Nothing else needed to be said. The quiet had been earned, and neither of them chose to spoil it.
The door home opened without being asked, and torchlight from the Nocturne courtyard leaned in through the seam like it had been waiting there all along, listening.
The table they had left behind still waited as well, its cups and stains and papers sitting untouched, the kind of stillness that belonged to rooms that knew exactly who belonged in them.
But they didn’t step through right away.
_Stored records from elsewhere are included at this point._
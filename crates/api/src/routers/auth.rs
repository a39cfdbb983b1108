use std::sync::Arc;

use axum::{
    extract::State,
    handler::Handler,
    http::StatusCode,
    middleware::from_fn_with_state,
    response::IntoResponse,
    routing::{get, post},
    Extension, Json, Router,
};
use db::models::{NewUser, PasswordReset, Session, User};
use serde::{Deserialize, Serialize};
use web::{errors::AppError, AppState};

use crate::{
    auth_middleware::{auth_middleware, optional_auth_middleware},
    common::{email, users},
    entities::Account,
    error::{ApiError, FieldError},
};

#[derive(Serialize)]
struct AuthResponse {
    user: Account,
    token: String,
}

#[derive(Serialize)]
struct EmptyJsonObject {}

#[derive(Deserialize)]
pub struct RegisterBody {
    username: String,
    email: String,
    password: String,
}

pub async fn http_post_register(
    state: State<Arc<AppState>>,
    Json(body): Json<RegisterBody>,
) -> Result<impl IntoResponse, AppError> {
    let errors = users::validate_registration(&body.username, &body.email, &body.password);
    if !errors.is_empty() {
        return Ok(
            ApiError::invalid_fields(errors, StatusCode::UNPROCESSABLE_ENTITY).into_response(),
        );
    }

    let user = match User::create(
        NewUser {
            name: body.username,
            email: body.email,
            password_encrypted: users::hash_password(&body.password)?,
        },
        &state.db_pool,
    )
    .await
    {
        Ok(user) => user,
        Err(err) if users::is_unique_violation(&err) => {
            return Ok(ApiError::invalid_fields(
                vec![FieldError {
                    field: "username",
                    message: "this username or email is already taken",
                }],
                StatusCode::CONFLICT,
            )
            .into_response());
        }
        Err(err) => return Err(err.into()),
    };

    let session = Session::create(user.id.clone(), &state.db_pool).await?;
    let user_id = user.id.clone();

    Ok(Json(AuthResponse {
        user: Account::build(user, Some(&user_id)),
        token: session.token,
    })
    .into_response())
}

#[derive(Deserialize)]
pub struct SignInBody {
    username_or_email: String,
    password: String,
}

pub async fn http_post_sign_in(
    state: State<Arc<AppState>>,
    Json(body): Json<SignInBody>,
) -> Result<impl IntoResponse, AppError> {
    let user = match User::by_name_or_email(&body.username_or_email, &state.db_pool).await? {
        Some(user) => user,
        None => {
            return Ok(ApiError::invalid_fields(
                vec![FieldError {
                    field: "username_or_email",
                    message: "that username or email doesn't exist",
                }],
                StatusCode::UNAUTHORIZED,
            )
            .into_response());
        }
    };

    if !users::verify_password(&user.password_encrypted, &body.password) {
        return Ok(ApiError::invalid_fields(
            vec![FieldError {
                field: "password",
                message: "incorrect password",
            }],
            StatusCode::UNAUTHORIZED,
        )
        .into_response());
    }

    let session = Session::create(user.id.clone(), &state.db_pool).await?;
    let user_id = user.id.clone();

    Ok(Json(AuthResponse {
        user: Account::build(user, Some(&user_id)),
        token: session.token,
    })
    .into_response())
}

pub async fn http_post_sign_out(
    state: State<Arc<AppState>>,
    Extension(session): Extension<Session>,
) -> Result<impl IntoResponse, AppError> {
    session.delete(&state.db_pool).await?;
    Ok(Json(EmptyJsonObject {}))
}

pub async fn http_get_me(
    state: State<Arc<AppState>>,
    Extension(session): Extension<Option<Session>>,
) -> Result<impl IntoResponse, AppError> {
    let account = match session {
        Some(session) => {
            let user = session.user(&state.db_pool).await?;
            Some(Account::build(user, Some(&session.user_id)))
        }
        None => None,
    };

    Ok(Json(account))
}

#[derive(Deserialize)]
pub struct ForgotPasswordBody {
    email: String,
}

pub async fn http_post_forgot_password(
    state: State<Arc<AppState>>,
    Json(body): Json<ForgotPasswordBody>,
) -> Result<impl IntoResponse, AppError> {
    // Unknown addresses get the same answer as known ones; the response
    // must not leak which emails have accounts.
    if let Some(user) = User::by_email(&body.email, &state.db_pool).await? {
        let mut redis = state.redis.clone();
        let reset = PasswordReset::create(user.id.clone(), &mut redis).await?;
        email::send_email(
            &user.email,
            "Reset your password",
            &format!(
                "<a href=\"https://{}/change-password/{}\">reset password</a>",
                state.config.web.domain, reset.token
            ),
        );
    }

    Ok(Json(EmptyJsonObject {}))
}

#[derive(Deserialize)]
pub struct ChangePasswordBody {
    token: String,
    new_password: String,
}

pub async fn http_post_change_password(
    state: State<Arc<AppState>>,
    Json(body): Json<ChangePasswordBody>,
) -> Result<impl IntoResponse, AppError> {
    if let Some(error) = users::validate_password(&body.new_password) {
        return Ok(
            ApiError::invalid_fields(vec![error], StatusCode::UNPROCESSABLE_ENTITY)
                .into_response(),
        );
    }

    let mut redis = state.redis.clone();
    let reset = match PasswordReset::by_token(&body.token, &mut redis).await? {
        Some(reset) => reset,
        None => {
            return Ok(ApiError::invalid_fields(
                vec![FieldError {
                    field: "token",
                    message: "token expired",
                }],
                StatusCode::UNAUTHORIZED,
            )
            .into_response());
        }
    };

    let user = match User::by_id(&reset.user_id, &state.db_pool).await? {
        Some(user) => user,
        None => {
            return Ok(ApiError::invalid_fields(
                vec![FieldError {
                    field: "token",
                    message: "user no longer exists",
                }],
                StatusCode::UNAUTHORIZED,
            )
            .into_response());
        }
    };

    user.update_password(users::hash_password(&body.new_password)?, &state.db_pool)
        .await?;
    reset.delete(&mut redis).await?;

    // Signing the user straight in after a reset matches the web flow.
    let session = Session::create(user.id.clone(), &state.db_pool).await?;
    let user_id = user.id.clone();

    Ok(Json(AuthResponse {
        user: Account::build(user, Some(&user_id)),
        token: session.token,
    })
    .into_response())
}

pub fn auth(state: &Arc<AppState>) -> Router<Arc<AppState>> {
    Router::new()
        .route("/api/v1/auth/register", post(http_post_register))
        .route("/api/v1/auth/sign_in", post(http_post_sign_in))
        .route(
            "/api/v1/auth/sign_out",
            post(http_post_sign_out.layer(from_fn_with_state(Arc::clone(state), auth_middleware))),
        )
        .route(
            "/api/v1/auth/me",
            get(http_get_me.layer(from_fn_with_state(
                Arc::clone(state),
                optional_auth_middleware,
            ))),
        )
        .route(
            "/api/v1/auth/forgot_password",
            post(http_post_forgot_password),
        )
        .route(
            "/api/v1/auth/change_password",
            post(http_post_change_password),
        )
}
They lingered, because the battlefield’s mended quiet had one more thing to say, and both of them were wise enough to hear it.
It spoke the way old places speak—by not breaking. By holding. By staying whole, even when it had every reason to shatter.
"Enough," the Ancestress had told them earlier. And now the room itself seemed to echo the word in its own way.
Lilith glanced again at the settled space, her crimson eyes narrowing faintly. "We will finish that measure," she said, as though the arena itself was listening.
"After the gate," Elowen replied calmly.
"After the gate," Lilith echoed, the words carrying an unspoken weight.
Then, finally, they went home together.
The courtyard accepted them back without fuss. The torches burned the same way they had when they left, as if nothing at all had happened, and that was exactly how good wards behaved when they were proud of themselves.